# Your task:
Set out exactly, and with nothing added, the line containing "pub struct GrantedAchievement" and every line after it through the final line of the data.

(Collected data)
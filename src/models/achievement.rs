// SPDX-License-Identifier: MIT
// Copyright 2026 Roland Dreier <roland@kernel.org>

//! Badge and title catalog entries and grant records.

use crate::models::Tier;
use chrono::{DateTime, Utc};
use serde::{Deserialize, Serialize};
#[cfg(feature = "binding-generation")]
use ts_rs::TS;

/// Whether an achievement shows up as a badge or as a title.
#[derive(Debug, Clone, Copy, PartialEq, Eq, Serialize, Deserialize)]
#[cfg_attr(feature = "binding-generation", derive(TS))]
#[cfg_attr(
    feature = "binding-generation",
    ts(export, export_to = "web/src/lib/generated/")
)]
#[serde(rename_all = "snake_case")]
pub enum AchievementKind {
    Badge,
    Title,
}

#[derive(Debug, Clone, Copy, PartialEq, Eq, Serialize, Deserialize)]
#[cfg_attr(feature = "binding-generation", derive(TS))]
#[cfg_attr(
    feature = "binding-generation",
    ts(export, export_to = "web/src/lib/generated/")
)]
#[serde(rename_all = "snake_case")]
pub enum AchievementCategory {
    Distance,
    Streak,
    Challenge,
    Special,
}

#[derive(Debug, Clone, Copy, PartialEq, Eq, Serialize, Deserialize)]
#[cfg_attr(feature = "binding-generation", derive(TS))]
#[cfg_attr(
    feature = "binding-generation",
    ts(export, export_to = "web/src/lib/generated/")
)]
#[serde(rename_all = "snake_case")]
pub enum Rarity {
    Common,
    Uncommon,
    Rare,
    Epic,
    Legendary,
}

/// Unlock condition for an achievement.
#[derive(Debug, Clone, PartialEq, Serialize, Deserialize)]
#[serde(tag = "type", rename_all = "snake_case")]
pub enum AchievementRule {
    /// Lifetime run distance reaches `threshold_km`.
    DistanceMilestone { threshold_km: f64 },
    /// Any enrollment's streak reaches `threshold_days`.
    StreakMilestone { threshold_days: u32 },
    /// A challenge of `tier` has been completed.
    ChallengeTierCompletion { tier: Tier },
    /// At least `count` challenges have been completed.
    ChallengeCompletionCount { count: usize },
    /// Every tier in `tiers` has at least one completed challenge.
    AllTiersCompleted { tiers: Vec<Tier> },
}

/// Catalog entry.
#[derive(Debug, Clone, PartialEq, Serialize, Deserialize)]
pub struct AchievementDefinition {
    /// Stable ID, never reused for a different achievement
    pub id: String,
    pub name: String,
    pub description: String,
    pub kind: AchievementKind,
    pub category: AchievementCategory,
    pub rarity: Rarity,
    pub rule: AchievementRule,
}

/// Append-only grant record. Its existence blocks any re-grant of the same ID.
#[derive(Debug, Clone, PartialEq, Serialize, Deserialize)]
pub struct GrantedAchievement {
    pub user_id: u64,
    pub achievement_id: String,
    pub kind: AchievementKind,
    pub granted_at: DateTime<Utc>,
}

impl GrantedAchievement {
    /// Document ID for this grant.
    pub fn document_id(&self) -> String {
        format!(
            "{}_{}",
            self.user_id,
            urlencoding::encode(&self.achievement_id)
        )
    }
}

# Answer for the task:
pub struct GrantedAchievement {
    pub user_id: u64,
    pub achievement_id: String,
    pub kind: AchievementKind,
    pub granted_at: DateTime<Utc>,
}

impl GrantedAchievement {
    /// Document ID for this grant.
    pub fn document_id(&self) -> String {
        format!(
            "{}_{}",
            self.user_id,
            urlencoding::encode(&self.achievement_id)
        )
    }
}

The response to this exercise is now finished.